计算受试者工作特性曲线Receiver Operating Characteristic, ROC。只能应用于二分类问题。

ROC曲线指受试者工作特征曲线/接收器操作特性(receiver operating characteristic,ROC)曲线,是反映灵敏性和特效性连续变量的综合指标,是用构图法揭示敏感性和特异性的相互关系,它通过将连续变量设定出多个不同的临界值,从而计算出一系列敏感性和特异性。ROC曲线是根据一系列不同的二分类方式(分界值或决定阈),以真正例率(也就是灵敏度)(True Positive Rate,TPR)为纵坐标,假正例率(1-特效性)(False Positive Rate,FPR)为横坐标绘制的曲线。

ROC观察模型正确地识别正例的比例与模型错误地把负例数据识别成正例的比例之间的权衡。TPR的增加以FPR的增加为代价。ROC曲线下的面积是模型准确率的度量,AUC(Area under roccurve)。

纵坐标:真正率(True Positive Rate , TPR)或灵敏度(sensitivity):TPR = TP /(TP + FN)  (正样本预测结果数 / 正样本实际数)

横坐标:假正率(False Positive Rate , FPR):FPR = FP /(FP + TN) (被预测为正的负样本结果数 /负样本实际数)

该函数返回这三个变量:fpr,tpr,和阈值thresholds; 这里理解thresholds: 分类器的一个重要功能“概率输出”,即表示分类器认为某个样本具有多大的概率属于正样本(或负样本)。

Score表示每个测试样本属于正样本的概率。接下来,从高到低,依次将Score值作为阈值threshold,当测试样本属于正样本的概率大于或等于这个threshold时,我们认为它为正样本,否则为负样本。每次选取一个不同的threshold,我们就可以得到一组FPR和TPR,即ROC曲线上的一点。当我们将threshold设置为1和0时,分别可以得到ROC曲线上的(0,0)和(1,1)两个点。将这些(FPR,TPR)对连接起来,就得到了ROC曲线。当threshold取值越多,ROC曲线越平滑。其实,我们并不一定要得到每个测试样本是正样本的概率值,只要得到这个分类器对该测试样本的“评分值”即可(评分值并不一定在(0,1)区间)。

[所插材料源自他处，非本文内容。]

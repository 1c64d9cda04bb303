//! Injectable clock.
//!
//! Every timestamp and every day key in the ledger comes from a single
//! [`Clock`] instance, so counter lookup and transaction timestamping can
//! never disagree about which day an event lands in.
//!
//! The day boundary is **UTC midnight**: day keys are the [`NaiveDate`] of
//! the clock's UTC instant. Daily caps reset at 00:00 UTC for every user.

use std::sync::Mutex;

use chrono::{DateTime, NaiveDate, Utc};

/// Source of the current instant.
pub trait Clock: Send + Sync {
    /// Returns the current instant in UTC.
    fn now(&self) -> DateTime<Utc>;

    /// Returns the current day key (UTC calendar date).
    fn today(&self) -> NaiveDate {
        self.now().date_naive()
    }
}

/// Wall-clock time from the operating system.
#[derive(Debug, Default, Clone, Copy)]
pub struct SystemClock;

impl Clock for SystemClock {
    fn now(&self) -> DateTime<Utc> {
        Utc::now()
    }
}

/// A clock pinned to an explicit instant, settable at runtime.
///
/// Used by tests to exercise day-boundary behavior deterministically.
#[derive(Debug)]
pub struct FixedClock {
    now: Mutex<DateTime<Utc>>,
}

impl FixedClock {
    /// Creates a clock pinned to `now`.
    #[must_use]
    pub fn new(now: DateTime<Utc>) -> Self {
        Self {
            now: Mutex::new(now),
        }
    }

    /// Moves the clock to a new instant.
    pub fn set(&self, now: DateTime<Utc>) {
        *self.now.lock().unwrap() = now;
    }

    /// Advances the clock by a duration.
    pub fn advance(&self, by: chrono::Duration) {
        let mut now = self.now.lock().unwrap();
        *now += by;
    }
}

impl Clock for FixedClock {
    fn now(&self) -> DateTime<Utc> {
        *self.now.lock().unwrap()
    }
}

#[cfg(test)]
mod tests {
    use chrono::TimeZone;

    use super::*;

    #[test]
    fn fixed_clock_advances() {
        let clock = FixedClock::new(Utc.with_ymd_and_hms(2025, 3, 1, 23, 30, 0).unwrap());
        assert_eq!(
            clock.today(),
            NaiveDate::from_ymd_opt(2025, 3, 1).unwrap()
        );

        clock.advance(chrono::Duration::hours(1));
        assert_eq!(
            clock.today(),
            NaiveDate::from_ymd_opt(2025, 3, 2).unwrap()
        );
    }
}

评分越高,表示分类器越肯定地认为这个测试样本是正样本,而且同时使用各个评分值作为threshold。

#====== Evaluate the results
print ("\n\n========  Evaluate the results =======================")
# 只预测FOV内部的图像
y_scores, y_true = 
	pred_only_FOV(pred_imgs,gtruth_masks, test_border_masks)
print ("Calculating results only inside the FOV:")
print ("y scores pixels: " +str(y_scores.shape[0]) +
        " (radius 270: 270*270*3.14==228906), including background around retina: " +
		str(pred_imgs.shape[0]*pred_imgs.shape[2]*pred_imgs.shape[3]) +" (584*565==329960)"
print ("y true pixels: " +str(y_true.shape[0]) +
		" (radius 270: 270*270*3.14==228906), including background around retina: " +
		str(gtruth_masks.shape[2]*gtruth_masks.shape[3]*gtruth_masks.shape[0])+" (584*565==329960)"

# ROC曲线下的面积
fpr, tpr, thresholds = roc_curve((y_true), y_scores)
AUC_ROC = roc_auc_score(y_true, y_scores)
# test_integral = np.trapz(tpr,fpr) #trapz is numpy integration
print ("\n Area under the ROC curve: " +str(AUC_ROC))
roc_curve =plt.figure()
plt.plot(fpr,tpr,'-',label='Area Under the Curve (AUC = %0.4f)' % AUC_ROC)
plt.title('ROC curve')
plt.xlabel("FPR (False Positive Rate)")
plt.ylabel("TPR (True Positive Rate)")
plt.legend(loc="lower right")
plt.savefig(path_experiment+"ROC.png")

Unet项目解析(4): ./src/RetinaNN_predict.py

  • sklearn.metrics.precision_recall_curve:精确度-召回率曲线

以推荐算法为例:

A:检索到的,相关的                    (搜到的也想要的)
B:检索到的,但是不相关的           (搜到的但没用的)
C:未检索到的,但却是相关的        (没搜到,然而实际上想要的)
D:未检索到的,也不相关的           (没搜到也没用的)
如果我们希望:被检索到的内容越多越好,是追求“查全率”,即A/(A+C),越大越好。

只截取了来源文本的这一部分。